◆ **WHAT IS EXPECTED**: Print, in exact form, the lines below from the one containing "pub trait Texture<T>: Send" through the one containing "let uv0 = nearer(uv, uv00, uv01);", and omit all others.

Saved entries
###

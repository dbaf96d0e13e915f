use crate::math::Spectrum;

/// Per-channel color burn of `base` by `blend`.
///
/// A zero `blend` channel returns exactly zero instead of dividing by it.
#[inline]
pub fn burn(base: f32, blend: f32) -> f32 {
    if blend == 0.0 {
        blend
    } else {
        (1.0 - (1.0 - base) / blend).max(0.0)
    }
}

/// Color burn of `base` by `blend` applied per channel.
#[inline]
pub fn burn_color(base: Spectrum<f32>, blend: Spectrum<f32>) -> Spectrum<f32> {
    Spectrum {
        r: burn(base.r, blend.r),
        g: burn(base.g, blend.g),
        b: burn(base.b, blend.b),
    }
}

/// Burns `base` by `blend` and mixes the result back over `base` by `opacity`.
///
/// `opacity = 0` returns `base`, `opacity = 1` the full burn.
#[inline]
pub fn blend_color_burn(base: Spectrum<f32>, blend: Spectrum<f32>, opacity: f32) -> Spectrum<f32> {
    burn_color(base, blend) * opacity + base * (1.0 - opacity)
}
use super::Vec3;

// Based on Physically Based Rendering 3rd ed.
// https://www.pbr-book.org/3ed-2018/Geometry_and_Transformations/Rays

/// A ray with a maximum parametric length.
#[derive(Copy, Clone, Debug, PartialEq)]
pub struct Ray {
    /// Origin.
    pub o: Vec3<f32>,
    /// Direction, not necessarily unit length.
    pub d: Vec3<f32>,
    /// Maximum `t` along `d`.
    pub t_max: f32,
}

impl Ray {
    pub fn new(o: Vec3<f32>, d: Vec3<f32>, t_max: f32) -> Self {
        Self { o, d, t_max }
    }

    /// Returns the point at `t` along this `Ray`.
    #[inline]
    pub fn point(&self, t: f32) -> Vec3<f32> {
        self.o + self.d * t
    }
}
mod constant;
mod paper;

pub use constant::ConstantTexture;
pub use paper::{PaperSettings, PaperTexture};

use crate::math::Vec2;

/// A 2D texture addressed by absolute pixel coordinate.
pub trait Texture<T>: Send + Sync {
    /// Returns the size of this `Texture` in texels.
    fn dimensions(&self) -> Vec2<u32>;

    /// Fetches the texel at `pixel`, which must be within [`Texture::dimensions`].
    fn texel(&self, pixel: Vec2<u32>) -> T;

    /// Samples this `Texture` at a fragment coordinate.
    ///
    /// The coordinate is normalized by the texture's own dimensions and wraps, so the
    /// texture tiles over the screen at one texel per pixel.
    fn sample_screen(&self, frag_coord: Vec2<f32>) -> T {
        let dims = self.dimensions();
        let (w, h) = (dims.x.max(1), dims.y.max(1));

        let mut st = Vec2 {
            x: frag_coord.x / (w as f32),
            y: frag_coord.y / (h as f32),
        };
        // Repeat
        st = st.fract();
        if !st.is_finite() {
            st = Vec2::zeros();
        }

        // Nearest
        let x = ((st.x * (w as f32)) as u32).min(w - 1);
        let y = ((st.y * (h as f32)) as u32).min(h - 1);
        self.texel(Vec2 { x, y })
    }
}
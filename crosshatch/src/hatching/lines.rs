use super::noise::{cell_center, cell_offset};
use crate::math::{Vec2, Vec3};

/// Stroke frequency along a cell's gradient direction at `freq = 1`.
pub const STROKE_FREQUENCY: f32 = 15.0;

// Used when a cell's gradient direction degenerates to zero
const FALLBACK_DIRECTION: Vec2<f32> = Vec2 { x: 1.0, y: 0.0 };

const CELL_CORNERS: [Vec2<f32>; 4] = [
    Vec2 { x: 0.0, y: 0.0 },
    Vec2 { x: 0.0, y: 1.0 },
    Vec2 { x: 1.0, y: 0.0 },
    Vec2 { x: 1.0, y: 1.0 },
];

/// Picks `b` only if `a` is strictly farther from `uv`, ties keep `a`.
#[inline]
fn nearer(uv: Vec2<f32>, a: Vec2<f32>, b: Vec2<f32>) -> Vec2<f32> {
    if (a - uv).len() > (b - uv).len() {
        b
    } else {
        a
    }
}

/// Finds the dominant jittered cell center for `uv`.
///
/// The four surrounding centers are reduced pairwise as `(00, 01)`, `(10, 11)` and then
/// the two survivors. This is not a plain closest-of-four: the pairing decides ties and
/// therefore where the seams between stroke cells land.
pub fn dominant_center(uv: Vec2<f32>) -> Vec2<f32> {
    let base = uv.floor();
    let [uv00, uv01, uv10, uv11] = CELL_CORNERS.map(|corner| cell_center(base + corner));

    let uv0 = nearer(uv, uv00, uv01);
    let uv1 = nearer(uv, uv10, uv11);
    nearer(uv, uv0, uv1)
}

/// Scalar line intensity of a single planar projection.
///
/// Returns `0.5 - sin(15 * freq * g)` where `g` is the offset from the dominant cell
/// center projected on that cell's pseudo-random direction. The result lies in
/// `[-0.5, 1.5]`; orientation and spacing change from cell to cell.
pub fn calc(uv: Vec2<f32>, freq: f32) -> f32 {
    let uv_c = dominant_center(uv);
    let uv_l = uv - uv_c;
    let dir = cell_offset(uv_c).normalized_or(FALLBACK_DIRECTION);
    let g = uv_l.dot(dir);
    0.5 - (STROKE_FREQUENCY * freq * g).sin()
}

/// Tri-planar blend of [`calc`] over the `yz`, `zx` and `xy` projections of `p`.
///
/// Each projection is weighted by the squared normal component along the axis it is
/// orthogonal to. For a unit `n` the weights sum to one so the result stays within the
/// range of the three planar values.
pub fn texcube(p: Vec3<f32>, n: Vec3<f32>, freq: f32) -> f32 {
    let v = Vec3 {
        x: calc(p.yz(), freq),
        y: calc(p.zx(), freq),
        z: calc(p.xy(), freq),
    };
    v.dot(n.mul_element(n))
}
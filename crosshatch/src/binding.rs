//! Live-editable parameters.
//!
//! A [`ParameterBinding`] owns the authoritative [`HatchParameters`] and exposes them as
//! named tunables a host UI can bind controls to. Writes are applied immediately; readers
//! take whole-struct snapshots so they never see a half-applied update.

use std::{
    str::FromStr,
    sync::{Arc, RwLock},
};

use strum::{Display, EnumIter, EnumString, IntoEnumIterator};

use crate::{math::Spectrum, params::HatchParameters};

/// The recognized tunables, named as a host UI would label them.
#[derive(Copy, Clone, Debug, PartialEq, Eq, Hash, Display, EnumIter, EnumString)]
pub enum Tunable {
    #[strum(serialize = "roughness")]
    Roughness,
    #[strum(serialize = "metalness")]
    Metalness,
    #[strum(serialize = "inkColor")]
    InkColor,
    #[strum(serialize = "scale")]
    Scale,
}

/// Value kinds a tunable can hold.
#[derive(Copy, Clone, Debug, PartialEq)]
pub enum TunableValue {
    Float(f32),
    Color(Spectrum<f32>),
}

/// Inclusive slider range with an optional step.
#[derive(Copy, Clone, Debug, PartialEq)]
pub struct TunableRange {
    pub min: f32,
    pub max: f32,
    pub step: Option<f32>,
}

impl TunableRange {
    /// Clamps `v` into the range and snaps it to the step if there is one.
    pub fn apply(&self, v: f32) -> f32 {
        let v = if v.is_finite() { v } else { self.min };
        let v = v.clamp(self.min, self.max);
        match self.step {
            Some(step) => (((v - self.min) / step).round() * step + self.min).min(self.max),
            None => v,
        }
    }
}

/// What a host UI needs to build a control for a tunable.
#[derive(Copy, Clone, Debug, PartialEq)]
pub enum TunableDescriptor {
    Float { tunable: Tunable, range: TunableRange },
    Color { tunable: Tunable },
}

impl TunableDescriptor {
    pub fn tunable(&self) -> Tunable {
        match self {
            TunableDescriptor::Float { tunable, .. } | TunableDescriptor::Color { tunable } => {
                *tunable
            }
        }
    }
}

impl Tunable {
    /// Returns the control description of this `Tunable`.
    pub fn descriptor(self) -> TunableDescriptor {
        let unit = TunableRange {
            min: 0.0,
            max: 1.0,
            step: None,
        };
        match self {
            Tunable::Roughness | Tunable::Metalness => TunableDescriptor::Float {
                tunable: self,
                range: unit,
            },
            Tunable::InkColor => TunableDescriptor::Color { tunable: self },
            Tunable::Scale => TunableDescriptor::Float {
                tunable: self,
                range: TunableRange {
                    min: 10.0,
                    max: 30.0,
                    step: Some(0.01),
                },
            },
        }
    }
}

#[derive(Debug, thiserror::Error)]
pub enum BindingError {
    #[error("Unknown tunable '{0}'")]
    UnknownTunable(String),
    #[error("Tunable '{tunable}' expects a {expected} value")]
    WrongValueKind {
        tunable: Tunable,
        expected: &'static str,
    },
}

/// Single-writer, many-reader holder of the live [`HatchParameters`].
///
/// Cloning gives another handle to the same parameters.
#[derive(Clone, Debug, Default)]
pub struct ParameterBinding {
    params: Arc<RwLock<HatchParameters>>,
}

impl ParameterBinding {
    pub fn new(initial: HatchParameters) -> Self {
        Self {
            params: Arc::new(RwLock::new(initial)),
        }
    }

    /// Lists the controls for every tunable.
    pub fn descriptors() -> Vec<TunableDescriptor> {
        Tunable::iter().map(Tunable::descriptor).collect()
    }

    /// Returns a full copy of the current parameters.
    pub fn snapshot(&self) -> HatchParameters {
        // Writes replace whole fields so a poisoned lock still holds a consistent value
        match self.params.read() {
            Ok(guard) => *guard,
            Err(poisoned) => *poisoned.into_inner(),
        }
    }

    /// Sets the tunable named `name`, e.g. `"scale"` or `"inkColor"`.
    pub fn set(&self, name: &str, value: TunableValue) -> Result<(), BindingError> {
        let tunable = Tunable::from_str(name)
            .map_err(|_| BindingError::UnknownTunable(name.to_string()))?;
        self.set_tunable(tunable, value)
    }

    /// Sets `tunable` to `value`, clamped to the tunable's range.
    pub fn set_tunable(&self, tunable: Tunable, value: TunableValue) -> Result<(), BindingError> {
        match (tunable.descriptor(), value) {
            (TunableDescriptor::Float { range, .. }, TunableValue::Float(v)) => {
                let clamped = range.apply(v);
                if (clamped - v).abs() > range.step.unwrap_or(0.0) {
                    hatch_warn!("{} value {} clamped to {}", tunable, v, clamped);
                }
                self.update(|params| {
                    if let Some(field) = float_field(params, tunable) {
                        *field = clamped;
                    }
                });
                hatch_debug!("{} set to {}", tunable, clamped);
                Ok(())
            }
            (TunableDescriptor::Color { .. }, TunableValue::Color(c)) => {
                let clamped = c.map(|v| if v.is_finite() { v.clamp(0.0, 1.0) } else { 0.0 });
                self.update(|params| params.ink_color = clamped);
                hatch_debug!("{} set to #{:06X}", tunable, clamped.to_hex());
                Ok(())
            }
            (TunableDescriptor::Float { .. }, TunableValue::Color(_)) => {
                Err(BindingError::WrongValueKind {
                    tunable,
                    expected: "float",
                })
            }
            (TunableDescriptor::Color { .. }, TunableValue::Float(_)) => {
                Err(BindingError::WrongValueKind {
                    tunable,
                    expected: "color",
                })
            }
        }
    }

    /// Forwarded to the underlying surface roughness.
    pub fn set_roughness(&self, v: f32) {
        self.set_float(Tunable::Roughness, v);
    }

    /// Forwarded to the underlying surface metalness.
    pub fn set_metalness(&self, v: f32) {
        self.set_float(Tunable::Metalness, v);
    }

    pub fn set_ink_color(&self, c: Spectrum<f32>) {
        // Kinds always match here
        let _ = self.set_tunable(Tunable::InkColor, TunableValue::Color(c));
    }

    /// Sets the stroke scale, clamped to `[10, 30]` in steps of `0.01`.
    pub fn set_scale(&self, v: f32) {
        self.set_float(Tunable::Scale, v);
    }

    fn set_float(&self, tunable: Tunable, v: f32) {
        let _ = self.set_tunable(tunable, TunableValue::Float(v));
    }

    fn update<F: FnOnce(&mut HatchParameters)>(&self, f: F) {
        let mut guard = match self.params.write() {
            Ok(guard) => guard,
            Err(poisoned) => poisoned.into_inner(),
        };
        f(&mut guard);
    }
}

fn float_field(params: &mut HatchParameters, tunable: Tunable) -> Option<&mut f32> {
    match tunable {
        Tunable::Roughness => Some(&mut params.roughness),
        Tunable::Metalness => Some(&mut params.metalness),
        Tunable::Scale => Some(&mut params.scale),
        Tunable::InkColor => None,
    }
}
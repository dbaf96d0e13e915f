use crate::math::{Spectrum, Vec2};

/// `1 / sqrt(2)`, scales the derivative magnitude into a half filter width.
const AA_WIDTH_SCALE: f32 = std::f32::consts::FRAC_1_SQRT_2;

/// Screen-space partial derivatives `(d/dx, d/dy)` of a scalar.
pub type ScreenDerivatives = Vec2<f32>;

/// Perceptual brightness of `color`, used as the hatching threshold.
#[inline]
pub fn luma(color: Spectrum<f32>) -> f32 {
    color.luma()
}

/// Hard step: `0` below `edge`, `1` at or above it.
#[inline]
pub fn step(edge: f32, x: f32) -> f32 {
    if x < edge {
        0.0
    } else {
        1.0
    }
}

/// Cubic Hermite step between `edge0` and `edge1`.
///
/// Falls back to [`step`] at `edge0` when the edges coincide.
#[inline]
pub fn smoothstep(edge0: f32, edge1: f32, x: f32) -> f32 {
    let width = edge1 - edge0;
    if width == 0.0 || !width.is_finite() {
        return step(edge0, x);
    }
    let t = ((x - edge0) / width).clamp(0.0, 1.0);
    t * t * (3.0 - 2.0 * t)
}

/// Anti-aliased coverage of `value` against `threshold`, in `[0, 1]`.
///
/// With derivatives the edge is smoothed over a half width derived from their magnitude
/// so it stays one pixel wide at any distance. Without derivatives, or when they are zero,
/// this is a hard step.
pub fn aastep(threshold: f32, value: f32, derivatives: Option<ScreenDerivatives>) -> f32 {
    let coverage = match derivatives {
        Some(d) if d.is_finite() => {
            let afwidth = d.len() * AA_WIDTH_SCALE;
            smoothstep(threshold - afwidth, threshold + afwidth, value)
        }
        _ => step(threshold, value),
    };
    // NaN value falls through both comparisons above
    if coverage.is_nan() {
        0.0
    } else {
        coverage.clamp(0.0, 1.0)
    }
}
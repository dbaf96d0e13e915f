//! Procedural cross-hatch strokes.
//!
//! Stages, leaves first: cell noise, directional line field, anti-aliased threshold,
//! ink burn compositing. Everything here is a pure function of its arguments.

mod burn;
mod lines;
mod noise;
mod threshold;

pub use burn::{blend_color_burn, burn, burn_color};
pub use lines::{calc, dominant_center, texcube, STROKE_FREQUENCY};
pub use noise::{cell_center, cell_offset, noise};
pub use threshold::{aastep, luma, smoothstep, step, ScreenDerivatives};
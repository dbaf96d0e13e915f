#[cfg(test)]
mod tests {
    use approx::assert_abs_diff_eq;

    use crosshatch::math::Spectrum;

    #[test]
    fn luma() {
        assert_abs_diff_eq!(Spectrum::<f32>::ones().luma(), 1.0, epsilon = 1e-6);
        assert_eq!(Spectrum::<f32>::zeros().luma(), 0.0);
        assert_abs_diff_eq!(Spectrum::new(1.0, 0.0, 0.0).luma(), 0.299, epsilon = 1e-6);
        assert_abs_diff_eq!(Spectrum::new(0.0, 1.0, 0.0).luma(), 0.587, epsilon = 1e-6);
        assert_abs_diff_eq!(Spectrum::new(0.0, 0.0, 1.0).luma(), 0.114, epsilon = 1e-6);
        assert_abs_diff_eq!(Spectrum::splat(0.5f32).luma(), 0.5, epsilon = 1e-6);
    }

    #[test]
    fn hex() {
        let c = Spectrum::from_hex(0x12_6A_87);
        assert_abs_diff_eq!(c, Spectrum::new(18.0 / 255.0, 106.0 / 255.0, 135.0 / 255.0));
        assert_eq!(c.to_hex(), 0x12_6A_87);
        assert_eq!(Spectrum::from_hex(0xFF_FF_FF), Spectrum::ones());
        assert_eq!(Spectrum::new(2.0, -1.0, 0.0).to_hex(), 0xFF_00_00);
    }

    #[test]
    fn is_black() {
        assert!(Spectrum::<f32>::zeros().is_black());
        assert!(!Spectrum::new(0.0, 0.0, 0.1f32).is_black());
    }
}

###

◆ **REPLY**:
pub trait Texture<T>: Send + Sync {
    /// Returns the size of this `Texture` in texels.
    fn dimensions(&self) -> Vec2<u32>;

    /// Fetches the texel at `pixel`, which must be within [`Texture::dimensions`].
    fn texel(&self, pixel: Vec2<u32>) -> T;

    /// Samples this `Texture` at a fragment coordinate.
    ///
    /// The coordinate is normalized by the texture's own dimensions and wraps, so the
    /// texture tiles over the screen at one texel per pixel.
    fn sample_screen(&self, frag_coord: Vec2<f32>) -> T {
        let dims = self.dimensions();
        let (w, h) = (dims.x.max(1), dims.y.max(1));

        let mut st = Vec2 {
            x: frag_coord.x / (w as f32),
            y: frag_coord.y / (h as f32),
        };
        // Repeat
        st = st.fract();
        if !st.is_finite() {
            st = Vec2::zeros();
        }

        // Nearest
        let x = ((st.x * (w as f32)) as u32).min(w - 1);
        let y = ((st.y * (h as f32)) as u32).min(h - 1);
        self.texel(Vec2 { x, y })
    }
}
filename crosshatch/src/hatching/lines.rs
use super::noise::{cell_center, cell_offset};
use crate::math::{Vec2, Vec3};

/// Stroke frequency along a cell's gradient direction at `freq = 1`.
pub const STROKE_FREQUENCY: f32 = 15.0;

// Used when a cell's gradient direction degenerates to zero
const FALLBACK_DIRECTION: Vec2<f32> = Vec2 { x: 1.0, y: 0.0 };

const CELL_CORNERS: [Vec2<f32>; 4] = [
    Vec2 { x: 0.0, y: 0.0 },
    Vec2 { x: 0.0, y: 1.0 },
    Vec2 { x: 1.0, y: 0.0 },
    Vec2 { x: 1.0, y: 1.0 },
];

/// Picks `b` only if `a` is strictly farther from `uv`, ties keep `a`.
#[inline]
fn nearer(uv: Vec2<f32>, a: Vec2<f32>, b: Vec2<f32>) -> Vec2<f32> {
    if (a - uv).len() > (b - uv).len() {
        b
    } else {
        a
    }
}

/// Finds the dominant jittered cell center for `uv`.
///
/// The four surrounding centers are reduced pairwise as `(00, 01)`, `(10, 11)` and then
/// the two survivors. This is not a plain closest-of-four: the pairing decides ties and
/// therefore where the seams between stroke cells land.
pub fn dominant_center(uv: Vec2<f32>) -> Vec2<f32> {
    let base = uv.floor();
    let [uv00, uv01, uv10, uv11] = CELL_CORNERS.map(|corner| cell_center(base + corner));

    let uv0 = nearer(uv, uv00, uv01);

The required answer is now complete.